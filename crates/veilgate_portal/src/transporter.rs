use bitflags::bitflags;
use glam::Vec3;
use rustc_hash::FxHashSet;
use serde::{Deserialize, Serialize};
use tracing::{debug, trace, warn};

use veilgate_core::events::EventSender;
use veilgate_shared::bounds::Aabb;
use veilgate_shared::transform::{portal_direction, portal_transform, Transform};

use crate::portal::{PortalId, PortalScene};

#[derive(Debug, Copy, Clone, PartialEq, Eq, Hash, PartialOrd, Ord, Serialize, Deserialize)]
pub struct ObjectId(pub u64);

bitflags! {
    /// Roles a dynamic object plays for transporters.
    #[derive(Debug, Clone, Copy, PartialEq, Eq, Hash, Serialize, Deserialize)]
    pub struct ObjectKinds: u8 {
        const PORTALABLE      = 0b0000_0001;
        const CLONE_RENDERER  = 0b0000_0010;
        const AFFECTOR_SPHERE = 0b0000_0100;
    }
}

/// Snapshot of a dynamic object as the host sees it this frame.
#[derive(Debug, Clone, PartialEq)]
pub struct ObjectInfo {
    pub name: String,
    pub transform: Transform,
    pub velocity: Vec3,
    pub kinds: ObjectKinds,
    pub active: bool,
    pub can_portal: bool,
}

/// Warp computed for an object that crossed from `from` to `to`.
#[derive(Debug, Clone, PartialEq)]
pub struct Teleport {
    pub from: PortalId,
    pub to: PortalId,
    pub transform: Transform,
    pub velocity: Vec3,
}

#[derive(Debug, Copy, Clone, PartialEq, Eq)]
pub enum ExitReason {
    Undefined,
    ExitedCurrentPortalCollider,
    EnteredOtherPortalCollider,
}

/// Host side of the transporter: object lookup plus the notifications the
/// object components react to.
pub trait TransportHost {
    fn object(&self, id: ObjectId) -> Option<ObjectInfo>;
    fn set_is_in_portal(&mut self, id: ObjectId, portal: PortalId, kind: ObjectKinds);
    fn exit_portal(&mut self, id: ObjectId, portal: PortalId, kind: ObjectKinds, from_physics: bool);
    fn apply_teleport(&mut self, id: ObjectId, teleport: &Teleport);
}

#[derive(Debug, Copy, Clone, PartialEq, Eq)]
pub enum TransportEventKind {
    Entered,
    TransportedAway,
    TransportedHere,
    Exited,
}

#[derive(Debug, Clone, PartialEq)]
pub struct TransportEvent {
    pub kind: TransportEventKind,
    pub portal: PortalId,
    pub object: ObjectId,
    pub object_name: String,
}

/// Passes events for objects whose name contains `name`. Empty or `*` passes everything.
#[derive(Debug, Clone, PartialEq, Eq)]
pub struct EventFilter {
    pub name: String,
}

impl Default for EventFilter {
    fn default() -> Self {
        Self { name: "*".to_string() }
    }
}

impl EventFilter {
    pub fn new(name: impl Into<String>) -> Self {
        Self { name: name.into() }
    }

    pub fn allows(&self, object_name: &str) -> bool {
        self.name.is_empty() || self.name == "*" || object_name.contains(&self.name)
    }
}

/// Trigger bookkeeping for one portal end.
#[derive(Debug, Clone)]
pub struct PortalTransporter {
    /// World bounds of the trigger collider; `None` when the host has none.
    pub trigger_bounds: Option<Aabb>,
    pub has_rigidbody: bool,
    pub filter: EventFilter,
    owner: Option<PortalId>,
    portalables: FxHashSet<ObjectId>,
    clones: FxHashSet<ObjectId>,
    affectors: FxHashSet<ObjectId>,
    events: Option<EventSender<TransportEvent>>,
    warned: bool,
}

impl PortalTransporter {
    pub fn new(trigger_bounds: Aabb) -> Self {
        Self {
            trigger_bounds: Some(trigger_bounds),
            has_rigidbody: true,
            filter: EventFilter::default(),
            owner: None,
            portalables: FxHashSet::default(),
            clones: FxHashSet::default(),
            affectors: FxHashSet::default(),
            events: None,
            warned: false,
        }
    }

    pub fn with_events(mut self, events: EventSender<TransportEvent>) -> Self {
        self.events = Some(events);
        self
    }

    pub(crate) fn bind_owner(&mut self, owner: PortalId) {
        self.owner = Some(owner);
    }

    pub fn owner(&self) -> Option<PortalId> {
        self.owner
    }

    /// A transporter missing its trigger, rigidbody or owning portal ignores
    /// physics triggers and never transports.
    pub fn is_functional(&self) -> bool {
        self.trigger_bounds.is_some() && self.has_rigidbody && self.owner.is_some()
    }

    /// Reports setup problems once. Returns whether the transporter works.
    pub fn activate(&mut self, name: &str) -> bool {
        if !self.warned {
            if self.trigger_bounds.is_none() {
                warn!("{name} has a portal transporter but no trigger collider; add one large enough to be hit before the portal plane");
            }
            if !self.has_rigidbody {
                warn!("{name} has a portal transporter but no rigidbody; add a kinematic rigidbody");
            }
            if self.owner.is_none() {
                warn!("{name} has a portal transporter that is not owned by a portal");
            }
            self.warned = true;
        }
        self.is_functional()
    }

    pub fn contains(&self, object: ObjectId) -> bool {
        self.portalables.contains(&object)
            || self.clones.contains(&object)
            || self.affectors.contains(&object)
    }

    pub fn contains_portalable(&self, object: ObjectId) -> bool {
        self.portalables.contains(&object)
    }

    pub fn portalable_count(&self) -> usize {
        self.portalables.len()
    }

    fn publish(&self, kind: TransportEventKind, portal: PortalId, object: ObjectId, object_name: &str) {
        let Some(events) = &self.events else {
            return;
        };
        if self.filter.allows(object_name) {
            events.publish(TransportEvent {
                kind,
                portal,
                object,
                object_name: object_name.to_string(),
            });
        }
    }
}

/// Runs `activate` on every transporter in the scene.
pub fn activate_all(scene: &mut PortalScene) -> usize {
    let mut functional = 0;
    for id in scene.ids().collect::<Vec<_>>() {
        let Some(portal) = scene.get_mut(id) else {
            continue;
        };
        let name = portal.name.clone();
        if let Some(transporter) = portal.transporter.as_mut() {
            if transporter.activate(&name) {
                functional += 1;
            }
        }
    }
    functional
}

fn local_z(scene: &PortalScene, portal: PortalId, position: Vec3) -> Option<f32> {
    scene
        .surface(portal)
        .map(|surface| surface.transform.inverse_transform_point(position).z)
}

/// Object reached the trigger volume of `portal`.
///
/// Explicit (non-physics) entries first pull the object out of the linked
/// portal's transporter and are accepted wherever the object is. Physics
/// entries are accepted only from the viewer side of the surface.
pub fn trigger_enter<H: TransportHost>(
    scene: &mut PortalScene,
    host: &mut H,
    portal: PortalId,
    object: ObjectId,
    from_physics: bool,
) {
    let Some(transporter) = scene.get(portal).and_then(|p| p.transporter.as_ref()) else {
        return;
    };
    if from_physics && !transporter.is_functional() {
        return;
    }
    let other = scene.other(portal);
    let other_has_transporter = other
        .and_then(|id| scene.get(id))
        .is_some_and(|p| p.transporter.is_some());

    if !from_physics && other_has_transporter {
        if let Some(other) = other {
            trigger_exit(scene, host, other, object, false, ExitReason::EnteredOtherPortalCollider);
        }
    }

    let Some(info) = host.object(object) else {
        return;
    };
    let Some(z) = local_z(scene, portal, info.transform.position) else {
        return;
    };
    if from_physics && z >= 0.0 {
        trace!("Ignoring physics entry of {} past the plane of {portal} (z = {z})", info.name);
        return;
    }
    if !info.active {
        return;
    }

    // A physics entry must not leave the object registered at both ends.
    if from_physics && other_has_transporter {
        if let Some(other) = other {
            let held_there = scene
                .get(other)
                .and_then(|p| p.transporter.as_ref())
                .is_some_and(|t| t.contains(object));
            if held_there {
                trigger_exit(scene, host, other, object, false, ExitReason::EnteredOtherPortalCollider);
            }
        }
    }

    let Some(transporter) = scene.get_mut(portal).and_then(|p| p.transporter.as_mut()) else {
        return;
    };
    if info.kinds.contains(ObjectKinds::PORTALABLE) && transporter.portalables.insert(object) {
        host.set_is_in_portal(object, portal, ObjectKinds::PORTALABLE);
        transporter.publish(TransportEventKind::Entered, portal, object, &info.name);
        debug!("{} entered {portal}", info.name);
    }
    if info.kinds.contains(ObjectKinds::CLONE_RENDERER) && transporter.clones.insert(object) {
        host.set_is_in_portal(object, portal, ObjectKinds::CLONE_RENDERER);
    }
    if info.kinds.contains(ObjectKinds::AFFECTOR_SPHERE) && transporter.affectors.insert(object) {
        host.set_is_in_portal(object, portal, ObjectKinds::AFFECTOR_SPHERE);
    }
}

/// Object left the trigger volume of `portal`, or was pulled out of it.
pub fn trigger_exit<H: TransportHost>(
    scene: &mut PortalScene,
    host: &mut H,
    portal: PortalId,
    object: ObjectId,
    from_physics: bool,
    reason: ExitReason,
) {
    let Some(transporter) = scene.get_mut(portal).and_then(|p| p.transporter.as_mut()) else {
        return;
    };
    if transporter.clones.remove(&object) {
        host.exit_portal(object, portal, ObjectKinds::CLONE_RENDERER, from_physics);
    }
    if transporter.portalables.remove(&object) {
        host.exit_portal(object, portal, ObjectKinds::PORTALABLE, from_physics);
        let name = host.object(object).map(|info| info.name).unwrap_or_default();
        transporter.publish(TransportEventKind::Exited, portal, object, &name);
        trace!("{name} exited {portal} ({reason:?})");
    }
    if transporter.affectors.remove(&object) {
        host.exit_portal(object, portal, ObjectKinds::AFFECTOR_SPHERE, from_physics);
    }
}

/// Per-frame plane-crossing check for `portal`. Portalable objects past the
/// surface plane that may portal are handed to the linked transporter and
/// warped through the pair. Returns the teleports applied.
pub fn update<H: TransportHost>(scene: &mut PortalScene, host: &mut H, portal: PortalId) -> Vec<Teleport> {
    let mut applied = Vec::new();
    let Some(transporter) = scene.get(portal).and_then(|p| p.transporter.as_ref()) else {
        return applied;
    };
    if !transporter.is_functional() {
        return applied;
    }
    let mut tracked: Vec<ObjectId> = transporter.portalables.iter().copied().collect();
    tracked.sort_unstable();

    let Some(other) = scene.other(portal) else {
        return applied;
    };
    let (Some(entry), Some(exit)) = (
        scene.surface(portal).map(|s| s.transform),
        scene.surface(other).map(|s| s.transform),
    ) else {
        return applied;
    };

    for object in tracked {
        let Some(info) = host.object(object) else {
            continue;
        };
        if entry.inverse_transform_point(info.transform.position).z <= 0.0 || !info.can_portal {
            continue;
        }

        let other_has_transporter = scene.get(other).is_some_and(|p| p.transporter.is_some());
        if other_has_transporter {
            trigger_enter(scene, host, other, object, false);
            if let Some(t) = scene.get(other).and_then(|p| p.transporter.as_ref()) {
                t.publish(TransportEventKind::TransportedHere, other, object, &info.name);
            }
        }

        let teleport = Teleport {
            from: portal,
            to: other,
            transform: portal_transform(&entry, &exit, &info.transform),
            velocity: portal_direction(&entry, &exit, info.velocity),
        };
        host.apply_teleport(object, &teleport);
        if let Some(t) = scene.get(portal).and_then(|p| p.transporter.as_ref()) {
            t.publish(TransportEventKind::TransportedAway, portal, object, &info.name);
        }
        // The hand-over above only clears this end when the partner has a transporter.
        trigger_exit(scene, host, portal, object, false, ExitReason::EnteredOtherPortalCollider);
        debug!("Transported {} from {portal} to {other}", info.name);
        applied.push(teleport);
    }
    applied
}

/// Runs [`update`] for every active portal that owns a transporter.
pub fn update_all<H: TransportHost>(scene: &mut PortalScene, host: &mut H) -> Vec<Teleport> {
    let ids: Vec<PortalId> = scene
        .iter_active()
        .filter(|(_, portal)| portal.transporter.is_some())
        .map(|(id, _)| id)
        .collect();
    ids.into_iter()
        .flat_map(|id| update(scene, host, id))
        .collect()
}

=== Work to be completed ===
Scan the data for lines containing "that" and copy all of them.

=== Solution to this task ===
/// Warp computed for an object that crossed from `from` to `to`.
                warn!("{name} has a portal transporter that is not owned by a portal");
/// surface plane that may portal are handed to the linked transporter and
/// Runs [`update`] for every active portal that owns a transporter.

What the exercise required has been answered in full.